§ Exercise:
From the first entry to the last, repeat the listing exactly.

BEGIN Task data

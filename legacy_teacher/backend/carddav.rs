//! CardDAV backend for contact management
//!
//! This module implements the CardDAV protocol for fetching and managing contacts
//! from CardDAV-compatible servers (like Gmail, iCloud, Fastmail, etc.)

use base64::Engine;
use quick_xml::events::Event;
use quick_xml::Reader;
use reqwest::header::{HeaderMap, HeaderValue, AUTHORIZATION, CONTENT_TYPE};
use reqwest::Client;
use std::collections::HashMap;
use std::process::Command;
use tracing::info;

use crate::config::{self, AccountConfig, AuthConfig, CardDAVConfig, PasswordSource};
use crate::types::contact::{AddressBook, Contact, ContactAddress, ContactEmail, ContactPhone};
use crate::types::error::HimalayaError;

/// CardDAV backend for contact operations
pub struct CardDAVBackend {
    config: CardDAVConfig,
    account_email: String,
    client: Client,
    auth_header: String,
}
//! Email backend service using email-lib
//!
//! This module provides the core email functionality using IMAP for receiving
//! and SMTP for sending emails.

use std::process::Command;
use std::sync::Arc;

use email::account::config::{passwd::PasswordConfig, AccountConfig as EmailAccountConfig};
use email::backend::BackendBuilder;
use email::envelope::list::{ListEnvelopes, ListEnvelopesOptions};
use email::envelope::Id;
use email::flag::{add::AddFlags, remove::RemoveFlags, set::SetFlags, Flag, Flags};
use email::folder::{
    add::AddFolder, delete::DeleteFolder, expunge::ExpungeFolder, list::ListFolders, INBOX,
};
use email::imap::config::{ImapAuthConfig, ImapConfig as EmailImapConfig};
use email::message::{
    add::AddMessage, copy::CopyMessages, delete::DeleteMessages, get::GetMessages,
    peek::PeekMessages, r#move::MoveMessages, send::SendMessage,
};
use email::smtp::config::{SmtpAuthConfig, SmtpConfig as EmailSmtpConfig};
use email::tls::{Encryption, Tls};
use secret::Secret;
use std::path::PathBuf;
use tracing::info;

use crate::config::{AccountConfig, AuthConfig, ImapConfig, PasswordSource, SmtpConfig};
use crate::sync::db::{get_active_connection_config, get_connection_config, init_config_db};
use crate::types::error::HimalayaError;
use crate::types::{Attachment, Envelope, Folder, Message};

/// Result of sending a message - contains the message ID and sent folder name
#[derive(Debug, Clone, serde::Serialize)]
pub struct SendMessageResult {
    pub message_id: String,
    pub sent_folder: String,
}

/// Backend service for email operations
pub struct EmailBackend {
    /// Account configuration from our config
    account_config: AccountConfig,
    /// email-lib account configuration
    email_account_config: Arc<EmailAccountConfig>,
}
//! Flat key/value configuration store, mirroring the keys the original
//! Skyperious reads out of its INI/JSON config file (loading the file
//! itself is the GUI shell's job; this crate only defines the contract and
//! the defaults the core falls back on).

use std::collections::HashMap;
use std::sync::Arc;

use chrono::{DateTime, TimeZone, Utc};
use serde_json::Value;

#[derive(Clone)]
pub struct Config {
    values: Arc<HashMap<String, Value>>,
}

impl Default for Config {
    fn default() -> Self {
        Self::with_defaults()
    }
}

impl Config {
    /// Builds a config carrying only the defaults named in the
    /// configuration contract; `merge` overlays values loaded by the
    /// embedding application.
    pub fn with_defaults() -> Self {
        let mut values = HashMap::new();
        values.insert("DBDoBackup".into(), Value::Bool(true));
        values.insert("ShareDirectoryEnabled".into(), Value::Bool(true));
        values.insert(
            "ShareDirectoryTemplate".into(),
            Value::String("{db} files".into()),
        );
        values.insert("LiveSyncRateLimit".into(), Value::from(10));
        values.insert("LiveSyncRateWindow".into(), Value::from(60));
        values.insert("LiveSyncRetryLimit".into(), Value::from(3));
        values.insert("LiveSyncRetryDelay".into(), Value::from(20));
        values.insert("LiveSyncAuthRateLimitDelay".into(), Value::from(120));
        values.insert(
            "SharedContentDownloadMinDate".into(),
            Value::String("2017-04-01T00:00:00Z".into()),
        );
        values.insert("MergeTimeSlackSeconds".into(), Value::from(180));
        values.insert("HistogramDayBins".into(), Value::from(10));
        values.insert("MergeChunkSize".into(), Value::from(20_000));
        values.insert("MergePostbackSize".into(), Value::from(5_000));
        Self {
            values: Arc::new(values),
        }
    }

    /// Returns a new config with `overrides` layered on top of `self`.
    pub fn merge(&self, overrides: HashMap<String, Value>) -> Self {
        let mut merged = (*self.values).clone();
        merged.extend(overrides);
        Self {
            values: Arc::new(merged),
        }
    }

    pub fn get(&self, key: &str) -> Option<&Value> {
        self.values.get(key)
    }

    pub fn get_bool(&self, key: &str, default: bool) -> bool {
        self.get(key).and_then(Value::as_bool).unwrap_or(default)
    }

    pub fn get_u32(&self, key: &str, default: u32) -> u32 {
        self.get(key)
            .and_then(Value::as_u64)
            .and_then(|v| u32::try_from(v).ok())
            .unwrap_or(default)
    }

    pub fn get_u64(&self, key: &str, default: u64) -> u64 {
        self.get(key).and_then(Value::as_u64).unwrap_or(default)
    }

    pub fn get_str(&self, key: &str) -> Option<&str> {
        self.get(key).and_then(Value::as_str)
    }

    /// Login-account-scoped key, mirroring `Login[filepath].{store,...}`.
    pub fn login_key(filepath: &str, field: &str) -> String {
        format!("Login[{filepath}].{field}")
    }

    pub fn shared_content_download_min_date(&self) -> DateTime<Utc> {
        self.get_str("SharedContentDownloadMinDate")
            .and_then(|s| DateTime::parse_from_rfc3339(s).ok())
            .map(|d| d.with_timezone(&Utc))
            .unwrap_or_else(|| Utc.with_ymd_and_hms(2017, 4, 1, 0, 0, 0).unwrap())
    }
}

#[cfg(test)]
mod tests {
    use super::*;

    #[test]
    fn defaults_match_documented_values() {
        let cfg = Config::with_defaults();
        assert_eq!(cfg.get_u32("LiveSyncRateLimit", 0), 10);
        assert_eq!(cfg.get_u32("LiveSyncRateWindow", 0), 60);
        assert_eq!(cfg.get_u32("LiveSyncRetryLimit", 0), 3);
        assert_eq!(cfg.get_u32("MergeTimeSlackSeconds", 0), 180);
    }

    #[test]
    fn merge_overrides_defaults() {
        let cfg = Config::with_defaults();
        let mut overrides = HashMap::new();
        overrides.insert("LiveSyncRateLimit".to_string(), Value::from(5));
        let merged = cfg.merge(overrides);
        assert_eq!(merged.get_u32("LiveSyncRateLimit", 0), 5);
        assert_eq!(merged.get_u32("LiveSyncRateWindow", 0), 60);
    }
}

END Task data

§ The answer:
filename legacy_teacher/backend/carddav.rs
//! CardDAV backend for contact management
//!
//! This module implements the CardDAV protocol for fetching and managing contacts
//! from CardDAV-compatible servers (like Gmail, iCloud, Fastmail, etc.)

use base64::Engine;
use quick_xml::events::Event;
use quick_xml::Reader;
use reqwest::header::{HeaderMap, HeaderValue, AUTHORIZATION, CONTENT_TYPE};
use reqwest::Client;
use std::collections::HashMap;
use std::process::Command;
use tracing::info;

use crate::config::{self, AccountConfig, AuthConfig, CardDAVConfig, PasswordSource};
use crate::types::contact::{AddressBook, Contact, ContactAddress, ContactEmail, ContactPhone};
use crate::types::error::HimalayaError;

/// CardDAV backend for contact operations
pub struct CardDAVBackend {
    config: CardDAVConfig,
    account_email: String,
    client: Client,
    auth_header: String,
}
//! Email backend service using email-lib
//!
//! This module provides the core email functionality using IMAP for receiving
//! and SMTP for sending emails.

use std::process::Command;
use std::sync::Arc;

use email::account::config::{passwd::PasswordConfig, AccountConfig as EmailAccountConfig};
use email::backend::BackendBuilder;
use email::envelope::list::{ListEnvelopes, ListEnvelopesOptions};
use email::envelope::Id;
use email::flag::{add::AddFlags, remove::RemoveFlags, set::SetFlags, Flag, Flags};
use email::folder::{
    add::AddFolder, delete::DeleteFolder, expunge::ExpungeFolder, list::ListFolders, INBOX,
};
use email::imap::config::{ImapAuthConfig, ImapConfig as EmailImapConfig};
use email::message::{
    add::AddMessage, copy::CopyMessages, delete::DeleteMessages, get::GetMessages,
    peek::PeekMessages, r#move::MoveMessages, send::SendMessage,
};
use email::smtp::config::{SmtpAuthConfig, SmtpConfig as EmailSmtpConfig};
use email::tls::{Encryption, Tls};
use secret::Secret;
use std::path::PathBuf;
use tracing::info;

use crate::config::{AccountConfig, AuthConfig, ImapConfig, PasswordSource, SmtpConfig};
use crate::sync::db::{get_active_connection_config, get_connection_config, init_config_db};
use crate::types::error::HimalayaError;
use crate::types::{Attachment, Envelope, Folder, Message};

/// Result of sending a message - contains the message ID and sent folder name
#[derive(Debug, Clone, serde::Serialize)]
pub struct SendMessageResult {
    pub message_id: String,
    pub sent_folder: String,
}

/// Backend service for email operations
pub struct EmailBackend {
    /// Account configuration from our config
    account_config: AccountConfig,
    /// email-lib account configuration
    email_account_config: Arc<EmailAccountConfig>,
}
//! Flat key/value configuration store, mirroring the keys the original
//! Skyperious reads out of its INI/JSON config file (loading the file
//! itself is the GUI shell's job; this crate only defines the contract and
//! the defaults the core falls back on).

use std::collections::HashMap;
use std::sync::Arc;

use chrono::{DateTime, TimeZone, Utc};
use serde_json::Value;

#[derive(Clone)]
pub struct Config {
    values: Arc<HashMap<String, Value>>,
}

impl Default for Config {
    fn default() -> Self {
        Self::with_defaults()
    }
}

impl Config {
    /// Builds a config carrying only the defaults named in the
    /// configuration contract; `merge` overlays values loaded by the
    /// embedding application.
    pub fn with_defaults() -> Self {
        let mut values = HashMap::new();
        values.insert("DBDoBackup".into(), Value::Bool(true));
        values.insert("ShareDirectoryEnabled".into(), Value::Bool(true));
        values.insert(
            "ShareDirectoryTemplate".into(),
            Value::String("{db} files".into()),
        );
        values.insert("LiveSyncRateLimit".into(), Value::from(10));
        values.insert("LiveSyncRateWindow".into(), Value::from(60));
        values.insert("LiveSyncRetryLimit".into(), Value::from(3));
        values.insert("LiveSyncRetryDelay".into(), Value::from(20));
        values.insert("LiveSyncAuthRateLimitDelay".into(), Value::from(120));
        values.insert(
            "SharedContentDownloadMinDate".into(),
            Value::String("2017-04-01T00:00:00Z".into()),
        );
        values.insert("MergeTimeSlackSeconds".into(), Value::from(180));
        values.insert("HistogramDayBins".into(), Value::from(10));
        values.insert("MergeChunkSize".into(), Value::from(20_000));
        values.insert("MergePostbackSize".into(), Value::from(5_000));
        Self {
            values: Arc::new(values),
        }
    }

    /// Returns a new config with `overrides` layered on top of `self`.
    pub fn merge(&self, overrides: HashMap<String, Value>) -> Self {
        let mut merged = (*self.values).clone();
        merged.extend(overrides);
        Self {
            values: Arc::new(merged),
        }
    }

    pub fn get(&self, key: &str) -> Option<&Value> {
        self.values.get(key)
    }

    pub fn get_bool(&self, key: &str, default: bool) -> bool {
        self.get(key).and_then(Value::as_bool).unwrap_or(default)
    }

    pub fn get_u32(&self, key: &str, default: u32) -> u32 {
        self.get(key)
            .and_then(Value::as_u64)
            .and_then(|v| u32::try_from(v).ok())
            .unwrap_or(default)
    }

    pub fn get_u64(&self, key: &str, default: u64) -> u64 {
        self.get(key).and_then(Value::as_u64).unwrap_or(default)
    }

    pub fn get_str(&self, key: &str) -> Option<&str> {
        self.get(key).and_then(Value::as_str)
    }

    /// Login-account-scoped key, mirroring `Login[filepath].{store,...}`.
    pub fn login_key(filepath: &str, field: &str) -> String {
        format!("Login[{filepath}].{field}")
    }

    pub fn shared_content_download_min_date(&self) -> DateTime<Utc> {
        self.get_str("SharedContentDownloadMinDate")
            .and_then(|s| DateTime::parse_from_rfc3339(s).ok())
            .map(|d| d.with_timezone(&Utc))
            .unwrap_or_else(|| Utc.with_ymd_and_hms(2017, 4, 1, 0, 0, 0).unwrap())
    }
}

#[cfg(test)]
mod tests {
    use super::*;

    #[test]
    fn defaults_match_documented_values() {
        let cfg = Config::with_defaults();
        assert_eq!(cfg.get_u32("LiveSyncRateLimit", 0), 10);
        assert_eq!(cfg.get_u32("LiveSyncRateWindow", 0), 60);
        assert_eq!(cfg.get_u32("LiveSyncRetryLimit", 0), 3);
        assert_eq!(cfg.get_u32("MergeTimeSlackSeconds", 0), 180);
    }

    #[test]
    fn merge_overrides_defaults() {
        let cfg = Config::with_defaults();
        let mut overrides = HashMap::new();
        overrides.insert("LiveSyncRateLimit".to_string(), Value::from(5));
        let merged = cfg.merge(overrides);
        assert_eq!(merged.get_u32("LiveSyncRateLimit", 0), 5);
        assert_eq!(merged.get_u32("LiveSyncRateWindow", 0), 60);
    }
}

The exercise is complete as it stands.